Friday, January 10th, 2014

Winter Cooking Project #4: Make Your Own Granola


I know that there’s a lot of granola out there. I think there must be an entire wing at Whole Foods dedicated to selling pricey bags of the stuff with every imaginable combination of ingredients. But despite it’s availability, I have several reasons why I prefer to make it myself, and why I think you should too:

First, granola is crazy-expensive. Why? I don’t know. Yes, if it’s made in an “artisinal” fashion, then there may be luxury-grade nuts and dried fruit involved; but having make it from scratch many times, using the best ingredients I could find, I can tell you that the mark-up on store-bought granola is huge. Especially when you open the kind that is packaged in a lovely hippie-Euro-Kinfolkesque box (I’m a huge sucker for packaging so I fall for it all the time) and there’s like a scant handful of granola inside, maybe enough to top a bowl of yogurt for yourself and one chipmunk.

Second, a lot of granola is full of crap. Why? I don’t know. Sugar, bad oils, dusty oats, chocolate twigs…you get the picture. Just because we think of granola as being inherently good for you, doesn’t mean it is. It’s too easy for SOME granola-makers to use less-than-healthful ingredients because it’s cheaper and easier and because it may still look wholesome, we the hapless granola muncher are none the wiser. But when you make it yourself, you can make sure you’re using a sweetener of your choice (say honey or maple syrup, versus corn syrup), fresh oats (not the kind they give old horses), good-for-you seeds (like pumpkin, sunflower, and sesame), nuts if no one is allergic (I like walnuts and almond), your favorite flavorings (like vanilla and cinnamon) and dried fruits galore (I’m partial to apricots and cranberries).

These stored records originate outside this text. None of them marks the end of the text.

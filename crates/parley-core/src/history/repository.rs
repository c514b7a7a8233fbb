//! HistoryRepository trait definition.
//!
//! Every operation is scoped to the owning user: a session id paired with the
//! wrong `user_id` behaves exactly like an unknown id.

use chrono::{DateTime, Utc};
use parley_types::error::RepositoryError;
use parley_types::history::{ChatMessage, ChatSession};
use uuid::Uuid;

/// Repository trait for chat session persistence.
///
/// Implementations live in parley-infra (`SqliteHistoryRepository`) and in
/// [`crate::history::memory`]. Uses native async fn in traits (RPITIT, Rust
/// 2024 edition).
pub trait HistoryRepository: Send + Sync {
    /// Store a freshly built session (id and timestamps already assigned).
    fn insert_session(
        &self,
        session: &ChatSession,
    ) -> impl std::future::Future<Output = Result<ChatSession, RepositoryError>> + Send;

    /// Atomically append `messages` to the end of the session's log and set
    /// `updated_at = at`.
    ///
    /// An empty `messages` only checks that the session exists. Returns
    /// `RepositoryError::NotFound` when the `(user_id, session_id)` pair does
    /// not exist.
    fn append_messages(
        &self,
        user_id: &str,
        session_id: &Uuid,
        messages: &[ChatMessage],
        at: DateTime<Utc>,
    ) -> impl std::future::Future<Output = Result<ChatSession, RepositoryError>> + Send;

    /// Point lookup of one session, including its messages in insertion order.
    fn get_session(
        &self,
        user_id: &str,
        session_id: &Uuid,
    ) -> impl std::future::Future<Output = Result<Option<ChatSession>, RepositoryError>> + Send;

    /// All sessions of a user, most recently updated first.
    ///
    /// Ties are broken by `created_at DESC`, then `id DESC`.
    fn list_sessions(
        &self,
        user_id: &str,
    ) -> impl std::future::Future<Output = Result<Vec<ChatSession>, RepositoryError>> + Send;

    /// Delete a session and its messages.
    fn delete_session(
        &self,
        user_id: &str,
        session_id: &Uuid,
    ) -> impl std::future::Future<Output = Result<(), RepositoryError>> + Send;

    /// Change a session's name and set `updated_at = at`.
    fn rename_session(
        &self,
        user_id: &str,
        session_id: &Uuid,
        session_name: &str,
        at: DateTime<Utc>,
    ) -> impl std::future::Future<Output = Result<ChatSession, RepositoryError>> + Send;
}

/// Sort sessions into listing order: `updated_at DESC, created_at DESC, id DESC`.
pub fn sort_for_listing(sessions: &mut [ChatSession]) {
    sessions.sort_by(|a, b| {
        b.updated_at
            .cmp(&a.updated_at)
            .then_with(|| b.created_at.cmp(&a.created_at))
            .then_with(|| b.id.cmp(&a.id))
    });
}
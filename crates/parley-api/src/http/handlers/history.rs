//! History HTTP handlers.
//!
//! Endpoints:
//! - POST   /history/session                  - Create a session (201)
//! - POST   /history/message                  - Append one message
//! - POST   /history/messages/bulk            - Append many messages at once
//! - GET    /history/session/{sessionId}      - Fetch a session (`?userId=`)
//! - GET    /history/user/{userId}/sessions   - List a user's sessions
//! - DELETE /history/session/{sessionId}      - Delete a session (`?userId=`)
//! - PATCH  /history/session/{sessionId}      - Rename a session

use axum::Json;
use axum::extract::rejection::{JsonRejection, QueryRejection};
use axum::extract::{Path, Query, State};
use axum::http::StatusCode;
use parley_types::api::{
    AppendMessageRequest, AppendMessagesRequest, CreateSessionRequest, DeleteEnvelope,
    RenameSessionRequest, SessionEnvelope, SessionListEnvelope, UserQuery,
};
use uuid::Uuid;

use crate::http::error::AppError;
use crate::state::AppState;

/// Parse a session id, returning a 400 error on invalid format.
fn parse_session_id(s: &str) -> Result<Uuid, AppError> {
    s.trim()
        .parse::<Uuid>()
        .map_err(|_| AppError::Validation("Invalid sessionId format".to_string()))
}

fn non_blank(value: Option<String>) -> Option<String> {
    value.filter(|v| !v.trim().is_empty())
}

fn require_user(query: UserQuery) -> Result<String, AppError> {
    non_blank(query.user_id).ok_or_else(|| AppError::Validation("userId is required".to_string()))
}

fn found(session: parley_types::history::ChatSession) -> Json<SessionEnvelope> {
    Json(SessionEnvelope {
        success: true,
        session,
        message: None,
    })
}

/// POST /history/session - Create an empty session.
pub async fn create_session(
    State(state): State<AppState>,
    payload: Result<Json<CreateSessionRequest>, JsonRejection>,
) -> Result<(StatusCode, Json<SessionEnvelope>), AppError> {
    let Json(req) = payload?;
    let user_id = non_blank(req.user_id)
        .ok_or_else(|| AppError::Validation("userId is required".to_string()))?;

    let session = state
        .history
        .create_session(&user_id, req.session_name.as_deref())
        .await?;

    Ok((StatusCode::CREATED, found(session)))
}

/// POST /history/message - Append one message to a session.
pub async fn append_message(
    State(state): State<AppState>,
    payload: Result<Json<AppendMessageRequest>, JsonRejection>,
) -> Result<Json<SessionEnvelope>, AppError> {
    let Json(req) = payload?;
    let (Some(user_id), Some(session_id), Some(message)) =
        (non_blank(req.user_id), non_blank(req.session_id), req.message)
    else {
        return Err(AppError::Validation(
            "Missing userId, sessionId, or message".to_string(),
        ));
    };
    let session_id = parse_session_id(&session_id)?;

    let session = state
        .history
        .append_message(&user_id, &session_id, message)
        .await?;

    Ok(found(session))
}

/// POST /history/messages/bulk - Append many messages in one all-or-nothing push.
pub async fn append_messages(
    State(state): State<AppState>,
    payload: Result<Json<AppendMessagesRequest>, JsonRejection>,
) -> Result<Json<SessionEnvelope>, AppError> {
    let Json(req) = payload?;
    let (Some(user_id), Some(session_id), Some(messages)) =
        (non_blank(req.user_id), non_blank(req.session_id), req.messages)
    else {
        return Err(AppError::Validation(
            "Missing userId, sessionId, or messages array".to_string(),
        ));
    };
    let session_id = parse_session_id(&session_id)?;
    let count = messages.len();

    let session = state
        .history
        .append_messages(&user_id, &session_id, messages)
        .await?;

    Ok(Json(SessionEnvelope {
        success: true,
        session,
        message: Some(format!("{count} messages added successfully")),
    }))
}

/// GET /history/session/{sessionId}?userId=... - Fetch one session.
pub async fn get_session(
    State(state): State<AppState>,
    Path(session_id): Path<String>,
    query: Result<Query<UserQuery>, QueryRejection>,
) -> Result<Json<SessionEnvelope>, AppError> {
    let session_id = parse_session_id(&session_id)?;
    let Query(query) = query?;
    let user_id = require_user(query)?;

    let session = state.history.get_session(&user_id, &session_id).await?;
    Ok(found(session))
}

/// GET /history/user/{userId}/sessions - All sessions of a user, most recent first.
pub async fn list_sessions(
    State(state): State<AppState>,
    Path(user_id): Path<String>,
) -> Result<Json<SessionListEnvelope>, AppError> {
    let sessions = state.history.list_sessions(&user_id).await?;
    Ok(Json(SessionListEnvelope {
        success: true,
        count: sessions.len(),
        sessions,
    }))
}

/// DELETE /history/session/{sessionId}?userId=... - Delete a session and its messages.
pub async fn delete_session(
    State(state): State<AppState>,
    Path(session_id): Path<String>,
    query: Result<Query<UserQuery>, QueryRejection>,
) -> Result<Json<DeleteEnvelope>, AppError> {
    let session_id = parse_session_id(&session_id)?;
    let Query(query) = query?;
    let user_id = require_user(query)?;

    state.history.delete_session(&user_id, &session_id).await?;
    Ok(Json(DeleteEnvelope {
        success: true,
        deleted: true,
    }))
}

/// PATCH /history/session/{sessionId} - Rename a session.
pub async fn rename_session(
    State(state): State<AppState>,
    Path(session_id): Path<String>,
    payload: Result<Json<RenameSessionRequest>, JsonRejection>,
) -> Result<Json<SessionEnvelope>, AppError> {
    let session_id = parse_session_id(&session_id)?;
    let Json(req) = payload?;
    let user_id = non_blank(req.user_id)
        .ok_or_else(|| AppError::Validation("userId is required".to_string()))?;

    let session = state
        .history
        .rename_session(&user_id, &session_id, req.session_name.as_deref().unwrap_or_default())
        .await?;
    Ok(found(session))
}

Once you’ve made your first batch of granola, you will see that although it’s a bit of a project, it’s kind of a fun, and a good one for including the kids because it feels like a bit of witchcraft— dipping into all of these jars of seeds, nuts, and fruits, sprinkling powders and pouring honey, and creating this lovely, crunchy, mess. I suggest making a big batch once you get the hang of it, because it will keep for awhile and you’ll want to put it on everything: yogurt, ice cream, directly in your mouth.


Here is post I wrote awhile back about making granola as a Christmas gift and a RECIPE for granola adapted from the wonderful Rose Bakery Cookbook. It works every time and is completely delicious. Just remember to keep your eye on the granola while it roasts, even though it’s at a low temperature, because it will burn if you don’t toss it gently a few times.